Anyway my simple point is that Led Zeppelin have attracted wave after wave of new fans since their real demise in the late 1970s because they have a distinct and awesome sound. I think a housemate in Nottingham lent me the tape of "Houses of the Holy" in 1986. I didn't listen to it straight away, but a few years later I found it again, played it and started to get hooked (thanks Grant - I've still got your tape!). I'm no mystic. The mystic lyrics of "Kashmir" make me smile but they don't transport me. The relentless power of the music blew me away on the night and their performance of that song will stay with me for a long time.

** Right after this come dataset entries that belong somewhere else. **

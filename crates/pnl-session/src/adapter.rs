//! Boundaries to external collaborators
//!
//! Vision/OCR extraction, language parsing, template lookup and document
//! export all sit behind these traits. The manager never holds a session
//! lock across any of their calls, and their failures never terminate a
//! session.

use crate::error::AdapterError;
use crate::types::{OutputRef, TaskIntent, UploadRef};
use async_trait::async_trait;
use chrono::{DateTime, Utc};
use pnl_model::{ExtractionMethod, FieldObservation, PanelSchedule, SessionId, TaskId, TemplateDescriptor};
use std::fmt::Debug;

/// Turns an uploaded image into field observations
#[async_trait]
pub trait ImageExtractor: Send + Sync + Debug {
    /// Method every observation from this extractor is tagged with
    fn method(&self) -> ExtractionMethod;

    /// Read fields from `image` on behalf of `session_id`
    async fn extract(
        &self,
        image: &UploadRef,
        session_id: &SessionId,
    ) -> Result<Vec<FieldObservation>, AdapterError>;
}

/// Explicit user command recognized in an utterance
#[derive(Debug, Clone, Copy, PartialEq, Eq)]
pub enum UserCommand {
    /// Finish the task
    Finish,
    /// Cancel: abandon a build, or end a task that is still collecting
    Cancel,
    /// Go ahead and build
    Confirm,
}

/// What a language parser found in one utterance
#[derive(Debug, Clone, PartialEq)]
pub struct ParsedUtterance {
    /// Task the user asked for, if any
    pub intent: TaskIntent,
    /// Command the user gave, if any
    pub command: Option<UserCommand>,
    /// Field values the user stated
    pub observations: Vec<FieldObservation>,
}

impl ParsedUtterance {
    /// Nothing recognized
    #[must_use]
    pub fn empty() -> Self {
        Self {
            intent: TaskIntent::None,
            command: None,
            observations: Vec::new(),
        }
    }
}

/// Interprets free text from the user
#[async_trait]
pub trait LanguageParser: Send + Sync + Debug {
    /// Parse one utterance; observations are stamped with `session_id` and `at`
    async fn parse(
        &self,
        text: &str,
        session_id: &SessionId,
        at: DateTime<Utc>,
    ) -> Result<ParsedUtterance, AdapterError>;
}

/// Supplies the form a task collects against
pub trait TemplateProvider: Send + Sync + Debug {
    /// Template for a task intent
    ///
    /// # Errors
    /// Returns an [`AdapterError`] when no template can be produced.
    fn template_for(&self, intent: TaskIntent) -> Result<TemplateDescriptor, AdapterError>;
}

/// Always hands out the same template
#[derive(Debug, Clone)]
pub struct StaticTemplateProvider {
    template: TemplateDescriptor,
}

impl StaticTemplateProvider {
    /// Create provider
    #[must_use]
    pub fn new(template: TemplateDescriptor) -> Self {
        Self { template }
    }
}

impl TemplateProvider for StaticTemplateProvider {
    fn template_for(&self, _intent: TaskIntent) -> Result<TemplateDescriptor, AdapterError> {
        Ok(self.template.clone())
    }
}

/// Renders a confirmed schedule into deliverables
#[async_trait]
pub trait ExportBoundary: Send + Sync + Debug {
    /// Produce output documents for `schedule`
    async fn export(
        &self,
        task_id: TaskId,
        schedule: &PanelSchedule,
    ) -> Result<Vec<OutputRef>, AdapterError>;
}
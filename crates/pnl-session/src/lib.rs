//! PNL Session
//!
//! Per-task session lifecycle for panel schedule collection.
//!
//! # Core Concepts
//!
//! - **Task session**: one deliverable being gathered for one conversation,
//!   with its own parameter store and audit trail
//! - **Lifecycle**: `Idle -> Collecting -> Ready -> Confirming -> Building ->
//!   Finished`, plus `Expired` after 24 hours without activity
//! - **Adapters**: vision/OCR extraction, language parsing, template lookup
//!   and export sit behind traits; their failures never end a session
//! - **Profiles**: ephemeral sessions are purged when they end, persistent
//!   ones are kept
//!
//! # Example
//!
//! ```rust
//! use pnl_model::{ExtractionMethod, FieldKey, FieldObservation, HeaderField, SessionId};
//! use pnl_session::{SessionConfig, SessionManager, SessionState, TaskIntent};
//!
//! let manager = SessionManager::new(SessionConfig::default()).unwrap();
//! let tab = SessionId::new("tab-1").unwrap();
//! let task = manager.start_task(tab.clone(), TaskIntent::PanelSchedule).unwrap();
//!
//! let obs = FieldObservation::with_default_weight(
//!     tab,
//!     FieldKey::header(HeaderField::NumberOfCircuits),
//!     42u32,
//!     ExtractionMethod::Manual,
//!     chrono::Utc::now(),
//! );
//! manager.observe(&obs).unwrap();
//! assert_eq!(manager.get_status(task).unwrap().state, SessionState::Collecting);
//! ```

#![warn(unreachable_pub)]

pub mod adapter;
pub mod config;
pub mod error;
pub mod manager;
pub mod parser;
pub mod snapshot;
pub mod state_machine;
pub mod store;
pub mod sweeper;
pub mod types;

pub use adapter::{
    ExportBoundary, ImageExtractor, LanguageParser, ParsedUtterance, StaticTemplateProvider,
    TemplateProvider, UserCommand,
};
pub use config::{MethodWeightOverrides, SessionConfig, StoreConfig};
pub use error::{AdapterError, Result, SessionError, StoreError};
pub use manager::{IngestReport, SessionManager, SweepReport, Tombstone, UtteranceReport};
pub use parser::RuleBasedParser;
pub use snapshot::build_schedule;
pub use state_machine::{allowed_transitions, is_terminal, validate_transition};
pub use store::{JsonFileStore, MemoryStore, SessionStore};
pub use sweeper::{SweeperHandle, MIN_SWEEP_PERIOD};
pub use types::{
    LifecycleProfile, OutputRef, SessionState, SessionStatus, TaskIntent, TaskSession, UploadKind,
    UploadRef,
};

/// Version of this crate
pub const VERSION: &str = env!("CARGO_PKG_VERSION");
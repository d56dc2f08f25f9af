//! Background expiry sweep

use crate::manager::SessionManager;
use std::sync::Arc;
use std::time::Duration;
use tokio::sync::watch;
use tokio::task::JoinHandle;
use tokio::time::{interval, MissedTickBehavior};
use tracing::{debug, info, warn};

/// Shortest period the sweeper runs at; shorter requests are raised to it
pub const MIN_SWEEP_PERIOD: Duration = Duration::from_millis(10);

/// Running sweeper; stop it with [`SweeperHandle::shutdown`]
#[derive(Debug)]
pub struct SweeperHandle {
    stop: watch::Sender<bool>,
    join: JoinHandle<()>,
}

impl SweeperHandle {
    /// Signal the sweeper and wait for it to exit
    pub async fn shutdown(self) {
        let _ = self.stop.send(true);
        let _ = self.join.await;
    }

    /// Check if the sweeper task has exited
    #[must_use]
    pub fn is_finished(&self) -> bool {
        self.join.is_finished()
    }
}

impl SessionManager {
    /// Spawn the periodic sweep at the configured interval
    ///
    /// Must be called inside a Tokio runtime.
    #[must_use]
    pub fn spawn_expiry_sweeper(self: &Arc<Self>) -> SweeperHandle {
        let period = self.config().sweep_interval();
        self.spawn_expiry_sweeper_every(period)
    }

    /// Spawn the periodic sweep with an explicit period
    ///
    /// Periods below [`MIN_SWEEP_PERIOD`] are raised to it.
    #[must_use]
    pub fn spawn_expiry_sweeper_every(self: &Arc<Self>, period: Duration) -> SweeperHandle {
        let period = if period < MIN_SWEEP_PERIOD {
            warn!(
                requested_ms = period.as_millis(),
                min_ms = MIN_SWEEP_PERIOD.as_millis(),
                "Sweep period too short, using minimum"
            );
            MIN_SWEEP_PERIOD
        } else {
            period
        };
        let (stop, mut stopped) = watch::channel(false);
        let manager = Arc::clone(self);

        info!(period_ms = period.as_millis(), "Starting expiry sweeper");
        let join = tokio::spawn(async move {
            let mut timer = interval(period);
            timer.set_missed_tick_behavior(MissedTickBehavior::Skip);

            loop {
                tokio::select! {
                    _ = timer.tick() => {
                        let report = manager.sweep_expired();
                        debug!(expired = report.expired.len(), "Sweep tick");
                    }
                    changed = stopped.changed() => {
                        if changed.is_err() || *stopped.borrow() {
                            break;
                        }
                    }
                }
            }
            info!("Expiry sweeper stopped");
        });

        SweeperHandle { stop, join }
    }
}
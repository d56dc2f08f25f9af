//! Extraction methods and confidence values

use crate::error::ModelError;
use serde::{Deserialize, Serialize};
use std::fmt;
use std::str::FromStr;

/// Provenance of an observation
#[derive(Debug, Clone, Copy, PartialEq, Eq, PartialOrd, Ord, Hash, Serialize, Deserialize)]
#[serde(rename_all = "snake_case")]
pub enum ExtractionMethod {
    /// Vision model reading an uploaded image
    AiVision,
    /// Value typed or dictated by the user
    Manual,
    /// Vision model falling back to OCR text
    AiOcrFallback,
    /// Plain OCR text scan
    TextOcr,
}

impl ExtractionMethod {
    /// All methods, highest default weight first
    pub const ALL: [Self; 4] = [Self::AiVision, Self::Manual, Self::AiOcrFallback, Self::TextOcr];

    /// Stable identifier
    #[inline]
    #[must_use]
    pub const fn as_str(self) -> &'static str {
        match self {
            Self::AiVision => "ai_vision",
            Self::Manual => "manual",
            Self::AiOcrFallback => "ai_ocr_fallback",
            Self::TextOcr => "text_ocr",
        }
    }

    /// Built-in reliability weight for this method
    #[inline]
    #[must_use]
    pub const fn default_weight(self) -> Confidence {
        match self {
            Self::AiVision => Confidence(0.85),
            Self::Manual | Self::AiOcrFallback => Confidence(0.70),
            Self::TextOcr => Confidence(0.60),
        }
    }
}

impl fmt::Display for ExtractionMethod {
    fn fmt(&self, f: &mut fmt::Formatter<'_>) -> fmt::Result {
        f.write_str(self.as_str())
    }
}

impl FromStr for ExtractionMethod {
    type Err = ModelError;

    fn from_str(s: &str) -> Result<Self, Self::Err> {
        match s.trim().to_ascii_lowercase().replace('-', "_").as_str() {
            "ai_vision" | "vision" => Ok(Self::AiVision),
            "manual" | "user" => Ok(Self::Manual),
            "ai_ocr_fallback" | "ocr_fallback" => Ok(Self::AiOcrFallback),
            "text_ocr" | "ocr" => Ok(Self::TextOcr),
            _ => Err(ModelError::UnknownMethod(s.to_string())),
        }
    }
}

/// Confidence score in `[0, 1]`
#[derive(Debug, Clone, Copy, PartialEq, PartialOrd, Serialize, Deserialize)]
#[serde(try_from = "f64", into = "f64")]
pub struct Confidence(f64);

impl Confidence {
    /// No confidence
    pub const ZERO: Self = Self(0.0);
    /// Full confidence
    pub const ONE: Self = Self(1.0);

    /// Validate a raw score
    pub fn new(value: f64) -> Result<Self, ModelError> {
        if value.is_finite() && (0.0..=1.0).contains(&value) {
            // folds -0.0 into 0.0
            Ok(Self(value + 0.0))
        } else {
            Err(ModelError::InvalidConfidence(value))
        }
    }

    /// Raw score
    #[inline]
    #[must_use]
    pub const fn value(self) -> f64 {
        self.0
    }

    /// Scale by a factor, clamped back into range
    #[inline]
    #[must_use]
    pub fn scaled(self, factor: f64) -> Self {
        Self((self.0 * factor).clamp(0.0, 1.0))
    }
}

impl TryFrom<f64> for Confidence {
    type Error = ModelError;

    fn try_from(value: f64) -> Result<Self, Self::Error> {
        Self::new(value)
    }
}

impl From<Confidence> for f64 {
    fn from(c: Confidence) -> Self {
        c.0
    }
}

impl fmt::Display for Confidence {
    fn fmt(&self, f: &mut fmt::Formatter<'_>) -> fmt::Result {
        write!(f, "{:.2}", self.0)
    }
}
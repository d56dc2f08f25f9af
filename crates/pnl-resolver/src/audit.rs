//! Audit trail and conflict flagging
//!
//! Every resolved observation leaves an entry here, accepted or not. The trail
//! is bounded; the oldest entries fall off first. Rejected entries that still
//! carry meaningful weight against the stored value mark the field as needing
//! review without ever touching the stored record.

use crate::policy::{AcceptKind, RejectReason};
use crate::store::ParameterStore;
use chrono::{DateTime, Utc};
use pnl_model::{Confidence, ExtractionMethod, FieldKey, FieldValue};
use serde::{Deserialize, Serialize};
use std::collections::{BTreeMap, VecDeque};

/// Minimum confidence a rejected reading needs to count as a conflict
pub const CONFLICT_FLOOR: f64 = 0.30;

/// Minimum share of the stored confidence a rejected reading needs
pub const CONFLICT_RATIO: f64 = 0.50;

/// Result recorded for one observation
#[derive(Debug, Clone, Copy, PartialEq, Eq, Serialize, Deserialize)]
#[serde(tag = "outcome", content = "detail", rename_all = "snake_case")]
pub enum AuditOutcome {
    /// Observation became the stored value
    Accepted(AcceptKind),
    /// Observation was dropped
    Rejected(RejectReason),
}

/// One resolved observation
#[derive(Debug, Clone, PartialEq, Serialize, Deserialize)]
pub struct AuditEntry {
    /// Arrival number within the session
    pub sequence: u64,
    /// Field reported
    pub field_key: FieldKey,
    /// Normalized value (raw value for empty rejections)
    pub value: FieldValue,
    /// Source method
    pub method: ExtractionMethod,
    /// Effective confidence
    pub confidence: Confidence,
    /// Source timestamp
    pub timestamp: DateTime<Utc>,
    /// Upload or document the reading came from
    #[serde(default, skip_serializing_if = "Option::is_none")]
    pub source: Option<String>,
    /// What happened
    pub outcome: AuditOutcome,
}

/// Disagreement on one field worth a human look
#[derive(Debug, Clone, PartialEq, Serialize, Deserialize)]
pub struct Conflict {
    /// Field in question
    pub field_key: FieldKey,
    /// Value currently stored
    pub retained: FieldValue,
    /// Confidence of the stored value
    pub retained_confidence: Confidence,
    /// Distinct rejected readings that qualify as competing
    pub competing: Vec<(FieldValue, Confidence, ExtractionMethod)>,
}

/// Bounded, per-session log of resolution outcomes
#[derive(Debug, Clone, PartialEq, Serialize, Deserialize)]
pub struct AuditTrail {
    capacity: usize,
    entries: VecDeque<AuditEntry>,
}

impl AuditTrail {
    /// Trail holding at most `capacity` entries
    #[must_use]
    pub fn with_capacity(capacity: usize) -> Self {
        Self {
            capacity,
            entries: VecDeque::with_capacity(capacity.min(1024)),
        }
    }

    /// Append, evicting the oldest entry when full
    pub fn record(&mut self, entry: AuditEntry) {
        if self.capacity == 0 {
            return;
        }
        while self.entries.len() >= self.capacity {
            self.entries.pop_front();
        }
        self.entries.push_back(entry);
    }

    /// Entries oldest first
    pub fn entries(&self) -> impl Iterator<Item = &AuditEntry> {
        self.entries.iter()
    }

    /// Rejected entries oldest first
    pub fn rejections(&self) -> impl Iterator<Item = &AuditEntry> {
        self.entries
            .iter()
            .filter(|e| matches!(e.outcome, AuditOutcome::Rejected(_)))
    }

    /// Number of entries held
    #[inline]
    #[must_use]
    pub fn len(&self) -> usize {
        self.entries.len()
    }

    /// Whether nothing is held
    #[inline]
    #[must_use]
    pub fn is_empty(&self) -> bool {
        self.entries.is_empty()
    }

    /// Maximum entries held
    #[inline]
    #[must_use]
    pub fn capacity(&self) -> usize {
        self.capacity
    }

    /// Drop every entry
    pub fn clear(&mut self) {
        self.entries.clear();
    }

    /// Fields whose stored value has a credible competing reading
    ///
    /// A rejected reading competes when its value differs from the stored one
    /// and its confidence is at least [`CONFLICT_FLOOR`] and at least
    /// [`CONFLICT_RATIO`] of the stored confidence.
    #[must_use]
    pub fn conflicts(&self, store: &ParameterStore) -> Vec<Conflict> {
        let mut by_field: BTreeMap<FieldKey, Conflict> = BTreeMap::new();

        for entry in self.rejections() {
            if entry.outcome != AuditOutcome::Rejected(RejectReason::LowerOrEqualConfidence) {
                continue;
            }
            let Some(stored) = store.get(&entry.field_key) else {
                continue;
            };
            if entry.value == stored.current_value {
                continue;
            }
            let c = entry.confidence.value();
            if c < CONFLICT_FLOOR || c < CONFLICT_RATIO * stored.current_confidence.value() {
                continue;
            }

            let conflict = by_field.entry(entry.field_key).or_insert_with(|| Conflict {
                field_key: entry.field_key,
                retained: stored.current_value.clone(),
                retained_confidence: stored.current_confidence,
                competing: Vec::new(),
            });
            if !conflict.competing.iter().any(|(v, _, _)| *v == entry.value) {
                conflict
                    .competing
                    .push((entry.value.clone(), entry.confidence, entry.method));
            }
        }

        by_field.into_values().collect()
    }

    /// Keys of [`Self::conflicts`]
    #[must_use]
    pub fn needs_review(&self, store: &ParameterStore) -> Vec<FieldKey> {
        self.conflicts(store).into_iter().map(|c| c.field_key).collect()
    }
}

impl Default for AuditTrail {
    fn default() -> Self {
        Self::with_capacity(256)
    }
}

#[cfg(test)]
mod tests {
    use super::*;
    use pnl_model::HeaderField;

    fn entry(sequence: u64, value: &str, confidence: f64, outcome: AuditOutcome) -> AuditEntry {
        AuditEntry {
            sequence,
            field_key: FieldKey::header(HeaderField::Voltage),
            value: value.into(),
            method: ExtractionMethod::TextOcr,
            confidence: Confidence::new(confidence).unwrap(),
            timestamp: Utc::now(),
            source: None,
            outcome,
        }
    }

    #[test]
    fn bounded_capacity_evicts_oldest() {
        let mut trail = AuditTrail::with_capacity(2);
        for seq in 0..5 {
            trail.record(entry(seq, "x", 0.5, AuditOutcome::Accepted(AcceptKind::Insert)));
        }
        let seqs: Vec<u64> = trail.entries().map(|e| e.sequence).collect();
        assert_eq!(seqs, [3, 4]);
    }

    #[test]
    fn zero_capacity_records_nothing() {
        let mut trail = AuditTrail::with_capacity(0);
        trail.record(entry(0, "x", 0.5, AuditOutcome::Rejected(RejectReason::EmptyValue)));
        assert!(trail.is_empty());
    }

    #[test]
    fn empty_store_has_no_conflicts() {
        let mut trail = AuditTrail::default();
        trail.record(entry(
            0,
            "480V",
            0.6,
            AuditOutcome::Rejected(RejectReason::LowerOrEqualConfidence),
        ));
        assert!(trail.needs_review(&ParameterStore::new()).is_empty());
    }
}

I enjoy the groove, from hard rock to funky riffs to spacey experimentation. Very rarely do lyrics catch my imagination. But on the night of the gig, whilst I was waiting to meet my brother, who had luckily, and legitimately, been sold 2 guest list tickets, I was moved to text him with some trivial and banal Led Zep (LZ) lyrics that were blasting through my iPod headphones as I emerged with fellow LZ fans up the North Greenwich escalators to the O2 Mecca. Here is my text:

------ SMS ------

To: +44**********
Sent: 10 Dec 2007 18:58
Subject: "Night Flight" by LZ
"Night Flight" by LZ

"I received a message from my brother
'Cross the water,
He sat laughing as he wrote 'The End's in sight'.
So I said goodbye to all my friends
And packed my hopes inside a matchbox
Cos I know it's time to fly...
Ohhh yeah come on meet me in the morning,
Meet me in the middle of the night..."

Nuff said. I'm here!

Pop Music is about capturing a musical moment. When it works special songs can coincide with moments in your life. I think I probably reverted to an over-excited teenager just for one night and Led Zeppelin at the O2 are to blame for that.